Supplied material →
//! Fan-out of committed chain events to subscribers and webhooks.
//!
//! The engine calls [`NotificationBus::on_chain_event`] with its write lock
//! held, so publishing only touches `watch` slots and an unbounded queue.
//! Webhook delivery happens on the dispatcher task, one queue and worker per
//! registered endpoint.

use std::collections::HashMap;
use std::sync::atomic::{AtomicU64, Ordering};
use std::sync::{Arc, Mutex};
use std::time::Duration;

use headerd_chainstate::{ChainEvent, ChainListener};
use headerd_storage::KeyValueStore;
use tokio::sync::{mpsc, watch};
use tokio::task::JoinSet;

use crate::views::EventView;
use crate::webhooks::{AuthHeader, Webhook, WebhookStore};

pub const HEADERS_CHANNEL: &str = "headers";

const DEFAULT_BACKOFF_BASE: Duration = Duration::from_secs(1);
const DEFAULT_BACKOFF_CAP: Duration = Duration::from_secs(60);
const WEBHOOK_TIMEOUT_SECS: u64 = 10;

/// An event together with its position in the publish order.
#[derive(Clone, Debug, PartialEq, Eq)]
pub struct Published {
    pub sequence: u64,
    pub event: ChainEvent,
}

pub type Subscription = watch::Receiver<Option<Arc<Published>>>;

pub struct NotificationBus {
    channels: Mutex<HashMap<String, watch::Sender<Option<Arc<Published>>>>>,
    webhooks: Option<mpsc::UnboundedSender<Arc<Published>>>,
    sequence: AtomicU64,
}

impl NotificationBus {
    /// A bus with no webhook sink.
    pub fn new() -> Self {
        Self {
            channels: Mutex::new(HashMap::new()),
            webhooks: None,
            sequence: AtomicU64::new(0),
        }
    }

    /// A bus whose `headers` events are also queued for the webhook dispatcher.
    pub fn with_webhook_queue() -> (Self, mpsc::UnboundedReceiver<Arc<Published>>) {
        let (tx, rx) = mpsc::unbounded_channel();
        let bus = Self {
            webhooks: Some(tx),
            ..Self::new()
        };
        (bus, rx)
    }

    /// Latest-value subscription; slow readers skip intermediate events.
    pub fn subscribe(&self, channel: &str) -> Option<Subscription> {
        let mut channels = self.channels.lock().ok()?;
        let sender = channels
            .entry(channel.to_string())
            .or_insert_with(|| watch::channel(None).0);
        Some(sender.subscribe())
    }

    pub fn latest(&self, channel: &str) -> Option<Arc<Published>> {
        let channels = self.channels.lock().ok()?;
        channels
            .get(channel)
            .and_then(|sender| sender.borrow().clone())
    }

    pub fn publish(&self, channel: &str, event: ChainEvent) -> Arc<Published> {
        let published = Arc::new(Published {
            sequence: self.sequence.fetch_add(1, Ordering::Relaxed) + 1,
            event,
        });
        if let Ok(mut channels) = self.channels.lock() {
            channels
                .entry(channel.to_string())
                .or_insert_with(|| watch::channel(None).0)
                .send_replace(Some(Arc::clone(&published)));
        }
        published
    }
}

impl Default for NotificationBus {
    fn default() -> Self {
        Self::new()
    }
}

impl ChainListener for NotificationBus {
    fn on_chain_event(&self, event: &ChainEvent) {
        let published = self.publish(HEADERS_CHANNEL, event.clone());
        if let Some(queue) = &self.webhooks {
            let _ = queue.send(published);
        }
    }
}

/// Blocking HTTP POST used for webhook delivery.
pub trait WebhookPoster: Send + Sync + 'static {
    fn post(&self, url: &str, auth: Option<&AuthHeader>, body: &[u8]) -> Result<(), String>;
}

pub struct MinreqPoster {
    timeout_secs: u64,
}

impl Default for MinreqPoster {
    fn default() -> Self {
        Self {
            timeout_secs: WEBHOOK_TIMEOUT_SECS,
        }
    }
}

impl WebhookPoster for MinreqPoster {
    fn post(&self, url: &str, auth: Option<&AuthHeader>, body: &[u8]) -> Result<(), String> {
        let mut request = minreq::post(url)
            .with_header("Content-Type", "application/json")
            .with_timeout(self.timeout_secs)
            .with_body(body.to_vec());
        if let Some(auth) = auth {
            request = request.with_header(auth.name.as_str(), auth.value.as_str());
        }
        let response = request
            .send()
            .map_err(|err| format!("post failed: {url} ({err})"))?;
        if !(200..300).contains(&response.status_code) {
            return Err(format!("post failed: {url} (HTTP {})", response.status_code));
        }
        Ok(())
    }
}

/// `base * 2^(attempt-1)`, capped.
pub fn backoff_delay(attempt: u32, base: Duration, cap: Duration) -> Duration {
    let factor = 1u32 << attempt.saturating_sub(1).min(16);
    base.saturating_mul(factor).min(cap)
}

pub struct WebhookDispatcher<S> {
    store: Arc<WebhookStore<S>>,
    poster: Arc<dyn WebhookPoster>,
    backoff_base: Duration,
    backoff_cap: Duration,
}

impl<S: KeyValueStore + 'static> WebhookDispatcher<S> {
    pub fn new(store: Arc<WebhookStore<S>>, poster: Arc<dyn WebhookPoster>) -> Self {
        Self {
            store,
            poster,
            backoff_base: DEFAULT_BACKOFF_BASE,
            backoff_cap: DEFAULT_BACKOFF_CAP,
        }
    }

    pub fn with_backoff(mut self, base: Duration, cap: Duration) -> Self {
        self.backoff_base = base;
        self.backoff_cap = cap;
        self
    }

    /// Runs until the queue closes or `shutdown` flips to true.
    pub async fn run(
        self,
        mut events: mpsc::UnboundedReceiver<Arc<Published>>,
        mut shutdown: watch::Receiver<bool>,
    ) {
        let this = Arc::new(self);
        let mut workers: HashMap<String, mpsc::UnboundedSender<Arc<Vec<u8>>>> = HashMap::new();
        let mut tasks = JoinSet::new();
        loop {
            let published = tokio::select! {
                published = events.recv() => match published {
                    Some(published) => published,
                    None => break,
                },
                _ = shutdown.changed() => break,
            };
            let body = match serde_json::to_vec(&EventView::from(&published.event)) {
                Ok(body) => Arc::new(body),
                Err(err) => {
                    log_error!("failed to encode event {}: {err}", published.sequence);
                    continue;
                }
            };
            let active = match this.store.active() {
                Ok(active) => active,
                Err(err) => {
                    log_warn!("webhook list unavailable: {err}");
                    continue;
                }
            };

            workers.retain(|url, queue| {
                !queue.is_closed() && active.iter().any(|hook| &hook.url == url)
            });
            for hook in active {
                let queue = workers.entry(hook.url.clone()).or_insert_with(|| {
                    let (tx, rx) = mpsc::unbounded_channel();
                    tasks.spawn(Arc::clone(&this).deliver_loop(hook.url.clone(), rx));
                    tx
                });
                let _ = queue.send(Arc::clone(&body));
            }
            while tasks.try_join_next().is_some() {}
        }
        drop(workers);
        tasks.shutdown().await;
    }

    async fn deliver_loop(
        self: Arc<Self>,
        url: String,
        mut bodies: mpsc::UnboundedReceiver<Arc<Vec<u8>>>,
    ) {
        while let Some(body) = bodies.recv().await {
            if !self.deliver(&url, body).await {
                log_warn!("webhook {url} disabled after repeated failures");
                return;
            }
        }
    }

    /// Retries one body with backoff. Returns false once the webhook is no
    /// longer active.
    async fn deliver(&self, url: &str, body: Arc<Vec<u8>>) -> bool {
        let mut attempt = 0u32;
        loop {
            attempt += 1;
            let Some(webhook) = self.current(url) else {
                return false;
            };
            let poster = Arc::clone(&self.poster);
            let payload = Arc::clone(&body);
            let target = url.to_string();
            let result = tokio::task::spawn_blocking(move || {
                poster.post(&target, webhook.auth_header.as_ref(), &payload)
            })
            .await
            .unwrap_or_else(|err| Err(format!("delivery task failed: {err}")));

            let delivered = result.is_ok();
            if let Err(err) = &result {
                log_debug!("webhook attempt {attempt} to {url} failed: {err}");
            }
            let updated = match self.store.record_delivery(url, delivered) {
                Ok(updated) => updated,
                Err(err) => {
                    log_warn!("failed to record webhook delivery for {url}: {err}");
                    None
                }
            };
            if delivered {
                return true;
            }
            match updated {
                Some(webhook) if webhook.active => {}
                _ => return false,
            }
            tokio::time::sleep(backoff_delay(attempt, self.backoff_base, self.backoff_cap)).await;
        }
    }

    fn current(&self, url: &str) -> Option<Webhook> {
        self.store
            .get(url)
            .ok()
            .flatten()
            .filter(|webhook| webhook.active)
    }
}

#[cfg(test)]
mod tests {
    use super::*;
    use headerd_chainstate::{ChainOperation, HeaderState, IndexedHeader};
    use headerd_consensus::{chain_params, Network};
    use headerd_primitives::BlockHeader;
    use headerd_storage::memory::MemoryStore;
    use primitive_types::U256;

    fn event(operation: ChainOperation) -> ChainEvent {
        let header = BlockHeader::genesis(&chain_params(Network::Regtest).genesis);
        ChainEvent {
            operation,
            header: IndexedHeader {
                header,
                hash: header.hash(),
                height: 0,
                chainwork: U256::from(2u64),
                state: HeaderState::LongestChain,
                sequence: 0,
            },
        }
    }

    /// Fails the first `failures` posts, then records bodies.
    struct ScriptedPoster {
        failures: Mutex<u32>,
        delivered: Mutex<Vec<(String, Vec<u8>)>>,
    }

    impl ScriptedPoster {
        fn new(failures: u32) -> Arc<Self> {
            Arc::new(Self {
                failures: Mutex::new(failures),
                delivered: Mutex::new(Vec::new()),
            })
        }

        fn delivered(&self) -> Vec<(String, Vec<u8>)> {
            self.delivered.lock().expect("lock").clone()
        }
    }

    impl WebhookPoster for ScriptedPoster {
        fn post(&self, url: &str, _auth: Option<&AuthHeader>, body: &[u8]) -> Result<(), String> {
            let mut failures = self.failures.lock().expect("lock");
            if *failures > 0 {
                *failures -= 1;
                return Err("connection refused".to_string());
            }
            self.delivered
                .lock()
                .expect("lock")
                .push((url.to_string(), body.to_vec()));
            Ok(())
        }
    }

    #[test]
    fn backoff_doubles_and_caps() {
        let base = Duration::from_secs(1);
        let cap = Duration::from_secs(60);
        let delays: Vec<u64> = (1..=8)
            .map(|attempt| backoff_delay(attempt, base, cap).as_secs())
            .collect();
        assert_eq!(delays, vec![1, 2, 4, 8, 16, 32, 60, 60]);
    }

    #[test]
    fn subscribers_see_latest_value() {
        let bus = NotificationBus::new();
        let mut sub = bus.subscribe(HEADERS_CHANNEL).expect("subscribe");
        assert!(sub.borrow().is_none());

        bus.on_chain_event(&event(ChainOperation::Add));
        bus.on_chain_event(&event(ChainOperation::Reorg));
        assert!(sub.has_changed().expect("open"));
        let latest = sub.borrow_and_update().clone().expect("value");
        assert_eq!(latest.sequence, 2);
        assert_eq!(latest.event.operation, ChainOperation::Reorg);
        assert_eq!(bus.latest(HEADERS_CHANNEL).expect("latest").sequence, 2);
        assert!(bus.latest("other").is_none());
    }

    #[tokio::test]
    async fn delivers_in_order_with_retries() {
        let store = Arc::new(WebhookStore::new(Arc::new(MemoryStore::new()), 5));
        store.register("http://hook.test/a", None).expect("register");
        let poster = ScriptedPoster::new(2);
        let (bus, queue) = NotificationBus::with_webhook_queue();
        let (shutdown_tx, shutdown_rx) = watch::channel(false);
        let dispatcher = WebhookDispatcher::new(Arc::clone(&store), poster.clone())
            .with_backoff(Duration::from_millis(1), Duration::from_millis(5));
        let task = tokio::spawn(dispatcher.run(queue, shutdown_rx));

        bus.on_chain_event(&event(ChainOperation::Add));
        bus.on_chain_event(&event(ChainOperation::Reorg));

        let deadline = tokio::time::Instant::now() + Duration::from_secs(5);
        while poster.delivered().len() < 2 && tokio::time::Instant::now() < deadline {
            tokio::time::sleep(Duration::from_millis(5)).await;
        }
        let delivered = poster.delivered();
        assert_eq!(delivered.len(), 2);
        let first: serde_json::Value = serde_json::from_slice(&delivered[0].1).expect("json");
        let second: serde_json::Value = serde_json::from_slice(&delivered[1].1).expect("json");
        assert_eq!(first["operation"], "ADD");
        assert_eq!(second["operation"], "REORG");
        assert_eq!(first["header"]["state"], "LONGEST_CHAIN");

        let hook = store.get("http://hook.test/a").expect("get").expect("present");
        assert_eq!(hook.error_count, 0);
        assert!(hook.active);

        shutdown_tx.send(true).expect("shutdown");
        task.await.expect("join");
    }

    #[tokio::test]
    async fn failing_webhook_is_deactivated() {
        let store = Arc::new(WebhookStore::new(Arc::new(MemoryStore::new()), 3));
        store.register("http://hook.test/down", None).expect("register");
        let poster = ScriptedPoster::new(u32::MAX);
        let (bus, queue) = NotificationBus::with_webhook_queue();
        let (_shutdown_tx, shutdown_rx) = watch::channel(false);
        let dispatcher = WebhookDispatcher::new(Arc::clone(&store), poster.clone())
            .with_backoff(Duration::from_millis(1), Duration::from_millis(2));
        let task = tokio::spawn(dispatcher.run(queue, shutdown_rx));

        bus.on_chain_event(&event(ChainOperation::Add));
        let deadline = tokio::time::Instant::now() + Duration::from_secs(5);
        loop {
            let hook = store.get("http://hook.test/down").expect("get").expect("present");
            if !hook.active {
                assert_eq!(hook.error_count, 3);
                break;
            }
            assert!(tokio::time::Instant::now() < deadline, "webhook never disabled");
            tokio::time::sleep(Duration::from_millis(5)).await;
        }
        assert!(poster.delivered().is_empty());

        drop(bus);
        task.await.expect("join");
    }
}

---

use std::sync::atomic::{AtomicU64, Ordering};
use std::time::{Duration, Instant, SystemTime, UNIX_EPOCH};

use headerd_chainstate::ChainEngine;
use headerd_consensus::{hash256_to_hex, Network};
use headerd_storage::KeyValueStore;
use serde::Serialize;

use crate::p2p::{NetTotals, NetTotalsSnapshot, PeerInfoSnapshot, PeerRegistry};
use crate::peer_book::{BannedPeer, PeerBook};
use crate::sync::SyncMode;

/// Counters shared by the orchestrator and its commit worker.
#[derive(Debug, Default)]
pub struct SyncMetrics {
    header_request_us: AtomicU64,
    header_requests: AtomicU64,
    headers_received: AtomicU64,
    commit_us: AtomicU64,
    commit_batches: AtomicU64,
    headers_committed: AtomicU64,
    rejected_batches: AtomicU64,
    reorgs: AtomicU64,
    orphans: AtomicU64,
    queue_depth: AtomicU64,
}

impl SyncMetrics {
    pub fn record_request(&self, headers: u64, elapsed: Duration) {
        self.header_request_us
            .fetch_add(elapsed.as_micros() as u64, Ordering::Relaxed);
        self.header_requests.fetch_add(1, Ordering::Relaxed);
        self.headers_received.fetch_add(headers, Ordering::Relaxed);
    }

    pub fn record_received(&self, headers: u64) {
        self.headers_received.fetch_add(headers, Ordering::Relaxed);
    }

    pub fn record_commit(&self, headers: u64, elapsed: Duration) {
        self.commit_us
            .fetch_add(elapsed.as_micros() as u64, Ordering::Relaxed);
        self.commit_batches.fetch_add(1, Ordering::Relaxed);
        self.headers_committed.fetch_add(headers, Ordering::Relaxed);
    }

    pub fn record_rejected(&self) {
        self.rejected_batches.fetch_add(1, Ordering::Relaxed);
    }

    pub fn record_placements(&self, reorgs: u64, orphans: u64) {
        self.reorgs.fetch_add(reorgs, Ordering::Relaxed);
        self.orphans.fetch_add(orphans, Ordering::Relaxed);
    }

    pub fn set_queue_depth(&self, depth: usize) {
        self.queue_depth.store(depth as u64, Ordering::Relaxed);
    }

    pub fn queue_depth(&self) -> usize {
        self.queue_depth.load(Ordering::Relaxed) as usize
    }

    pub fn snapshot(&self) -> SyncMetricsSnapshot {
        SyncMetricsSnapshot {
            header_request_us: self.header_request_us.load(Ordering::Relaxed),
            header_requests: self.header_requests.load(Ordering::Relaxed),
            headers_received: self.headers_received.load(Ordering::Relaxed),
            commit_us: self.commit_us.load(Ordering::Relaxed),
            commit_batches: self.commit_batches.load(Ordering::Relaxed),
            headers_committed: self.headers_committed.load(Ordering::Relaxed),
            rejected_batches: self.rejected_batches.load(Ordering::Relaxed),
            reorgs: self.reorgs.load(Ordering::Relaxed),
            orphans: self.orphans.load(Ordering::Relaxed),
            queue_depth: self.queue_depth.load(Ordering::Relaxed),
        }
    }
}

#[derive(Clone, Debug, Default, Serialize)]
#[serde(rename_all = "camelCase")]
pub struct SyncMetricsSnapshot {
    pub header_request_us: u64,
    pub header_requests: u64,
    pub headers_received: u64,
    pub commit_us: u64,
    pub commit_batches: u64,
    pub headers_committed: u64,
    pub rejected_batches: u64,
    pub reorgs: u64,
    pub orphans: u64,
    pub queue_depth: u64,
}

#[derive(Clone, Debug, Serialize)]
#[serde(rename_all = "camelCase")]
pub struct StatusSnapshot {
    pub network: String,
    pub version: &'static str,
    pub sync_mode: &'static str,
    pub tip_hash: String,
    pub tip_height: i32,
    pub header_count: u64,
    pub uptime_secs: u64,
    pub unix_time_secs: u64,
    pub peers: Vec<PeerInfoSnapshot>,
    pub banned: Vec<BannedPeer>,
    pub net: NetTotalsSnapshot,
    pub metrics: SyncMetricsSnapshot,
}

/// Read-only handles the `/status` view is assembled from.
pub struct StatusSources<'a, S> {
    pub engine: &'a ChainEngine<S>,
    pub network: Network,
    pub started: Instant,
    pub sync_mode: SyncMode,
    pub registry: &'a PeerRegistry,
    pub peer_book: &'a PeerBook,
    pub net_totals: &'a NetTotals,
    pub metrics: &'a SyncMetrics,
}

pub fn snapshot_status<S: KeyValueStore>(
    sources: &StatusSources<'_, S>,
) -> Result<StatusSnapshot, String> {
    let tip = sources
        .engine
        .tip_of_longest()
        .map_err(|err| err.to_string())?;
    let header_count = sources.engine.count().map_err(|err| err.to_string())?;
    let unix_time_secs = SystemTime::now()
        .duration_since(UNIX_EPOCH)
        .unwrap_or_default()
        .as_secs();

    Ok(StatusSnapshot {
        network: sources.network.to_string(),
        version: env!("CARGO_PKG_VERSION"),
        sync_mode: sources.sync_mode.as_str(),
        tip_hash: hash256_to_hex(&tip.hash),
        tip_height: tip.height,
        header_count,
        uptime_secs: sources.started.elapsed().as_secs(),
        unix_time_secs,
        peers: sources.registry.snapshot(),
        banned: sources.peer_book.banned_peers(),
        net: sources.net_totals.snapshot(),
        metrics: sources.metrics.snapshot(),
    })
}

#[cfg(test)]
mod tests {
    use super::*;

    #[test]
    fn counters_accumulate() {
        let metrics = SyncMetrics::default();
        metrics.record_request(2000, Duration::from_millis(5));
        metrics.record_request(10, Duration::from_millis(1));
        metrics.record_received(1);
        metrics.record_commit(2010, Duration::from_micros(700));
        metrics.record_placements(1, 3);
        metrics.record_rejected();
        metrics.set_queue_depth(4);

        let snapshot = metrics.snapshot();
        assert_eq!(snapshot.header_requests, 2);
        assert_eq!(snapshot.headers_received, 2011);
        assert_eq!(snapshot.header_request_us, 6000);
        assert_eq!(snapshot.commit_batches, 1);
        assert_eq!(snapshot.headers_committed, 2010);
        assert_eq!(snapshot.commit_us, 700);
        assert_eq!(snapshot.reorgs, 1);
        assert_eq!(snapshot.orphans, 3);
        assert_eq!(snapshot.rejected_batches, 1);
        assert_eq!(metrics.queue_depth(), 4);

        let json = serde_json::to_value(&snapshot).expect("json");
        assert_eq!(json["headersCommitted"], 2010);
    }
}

...

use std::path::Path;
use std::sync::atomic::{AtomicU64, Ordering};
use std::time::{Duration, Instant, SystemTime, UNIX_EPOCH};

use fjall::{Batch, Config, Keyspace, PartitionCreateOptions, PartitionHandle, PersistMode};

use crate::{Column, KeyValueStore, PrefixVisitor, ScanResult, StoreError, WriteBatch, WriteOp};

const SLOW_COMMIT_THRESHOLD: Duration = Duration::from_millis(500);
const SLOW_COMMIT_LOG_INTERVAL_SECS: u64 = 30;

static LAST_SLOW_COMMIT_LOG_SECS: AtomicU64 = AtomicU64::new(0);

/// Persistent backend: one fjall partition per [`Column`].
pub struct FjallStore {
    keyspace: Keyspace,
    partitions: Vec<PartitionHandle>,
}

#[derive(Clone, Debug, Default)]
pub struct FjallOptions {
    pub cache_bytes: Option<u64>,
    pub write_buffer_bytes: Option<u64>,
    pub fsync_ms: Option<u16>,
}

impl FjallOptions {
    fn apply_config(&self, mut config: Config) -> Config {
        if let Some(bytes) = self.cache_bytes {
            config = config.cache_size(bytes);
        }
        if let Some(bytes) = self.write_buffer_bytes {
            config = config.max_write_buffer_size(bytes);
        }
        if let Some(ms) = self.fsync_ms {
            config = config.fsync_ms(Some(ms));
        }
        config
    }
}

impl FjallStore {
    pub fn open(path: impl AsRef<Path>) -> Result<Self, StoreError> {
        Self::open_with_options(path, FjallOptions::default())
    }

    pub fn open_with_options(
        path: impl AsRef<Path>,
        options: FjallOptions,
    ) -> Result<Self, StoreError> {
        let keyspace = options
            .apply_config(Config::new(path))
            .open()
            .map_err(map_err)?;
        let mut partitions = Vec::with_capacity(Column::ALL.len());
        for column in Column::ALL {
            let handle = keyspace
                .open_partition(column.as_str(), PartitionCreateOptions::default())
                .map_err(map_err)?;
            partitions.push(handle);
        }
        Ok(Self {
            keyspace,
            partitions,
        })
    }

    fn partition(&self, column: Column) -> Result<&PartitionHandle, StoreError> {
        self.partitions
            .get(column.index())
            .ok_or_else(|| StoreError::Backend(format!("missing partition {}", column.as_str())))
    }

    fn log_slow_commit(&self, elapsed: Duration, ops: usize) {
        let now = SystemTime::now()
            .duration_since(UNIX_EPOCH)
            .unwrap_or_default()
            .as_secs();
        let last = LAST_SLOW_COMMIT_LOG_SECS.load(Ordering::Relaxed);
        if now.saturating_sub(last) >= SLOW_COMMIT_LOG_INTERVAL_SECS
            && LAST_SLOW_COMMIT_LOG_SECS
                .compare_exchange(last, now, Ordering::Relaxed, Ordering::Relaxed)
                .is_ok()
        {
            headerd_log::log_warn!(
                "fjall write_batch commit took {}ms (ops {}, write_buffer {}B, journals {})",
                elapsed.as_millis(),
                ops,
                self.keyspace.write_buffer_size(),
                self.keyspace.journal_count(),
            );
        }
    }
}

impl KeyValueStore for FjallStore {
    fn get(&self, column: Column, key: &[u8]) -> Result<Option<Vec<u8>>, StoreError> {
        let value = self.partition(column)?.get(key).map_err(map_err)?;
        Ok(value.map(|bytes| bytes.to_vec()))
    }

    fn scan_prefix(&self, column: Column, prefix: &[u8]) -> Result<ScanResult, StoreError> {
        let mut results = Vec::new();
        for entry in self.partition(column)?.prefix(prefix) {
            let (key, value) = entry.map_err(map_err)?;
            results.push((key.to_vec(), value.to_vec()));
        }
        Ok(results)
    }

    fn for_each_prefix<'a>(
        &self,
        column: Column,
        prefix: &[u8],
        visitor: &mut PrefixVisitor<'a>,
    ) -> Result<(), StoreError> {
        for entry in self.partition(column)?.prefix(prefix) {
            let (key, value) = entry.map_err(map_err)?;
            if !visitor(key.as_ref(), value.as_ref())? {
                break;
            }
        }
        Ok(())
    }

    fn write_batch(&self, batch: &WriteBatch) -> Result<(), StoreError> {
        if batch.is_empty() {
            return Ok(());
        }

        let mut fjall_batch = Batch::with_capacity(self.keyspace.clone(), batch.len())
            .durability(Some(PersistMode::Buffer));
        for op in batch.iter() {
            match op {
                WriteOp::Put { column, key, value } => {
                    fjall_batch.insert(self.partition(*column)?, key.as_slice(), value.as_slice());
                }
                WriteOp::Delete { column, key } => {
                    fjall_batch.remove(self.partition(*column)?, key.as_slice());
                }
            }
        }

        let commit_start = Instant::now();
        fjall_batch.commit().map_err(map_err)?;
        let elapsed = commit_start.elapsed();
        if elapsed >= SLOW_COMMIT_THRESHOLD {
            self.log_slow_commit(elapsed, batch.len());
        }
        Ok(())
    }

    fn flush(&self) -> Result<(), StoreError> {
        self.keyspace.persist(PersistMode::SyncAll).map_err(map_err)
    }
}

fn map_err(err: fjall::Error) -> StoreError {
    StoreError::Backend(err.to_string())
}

What you have to do →
Would you output, from the records above, exactly the run of lines that starts at the line containing "subscribers and webhooks." and ends at the line containing "use std::collections::HashMap;", and only that run?

Answer box →
//! Fan-out of committed chain events to subscribers and webhooks.
//!
//! The engine calls [`NotificationBus::on_chain_event`] with its write lock
//! held, so publishing only touches `watch` slots and an unbounded queue.
//! Webhook delivery happens on the dispatcher task, one queue and worker per
//! registered endpoint.

use std::collections::HashMap;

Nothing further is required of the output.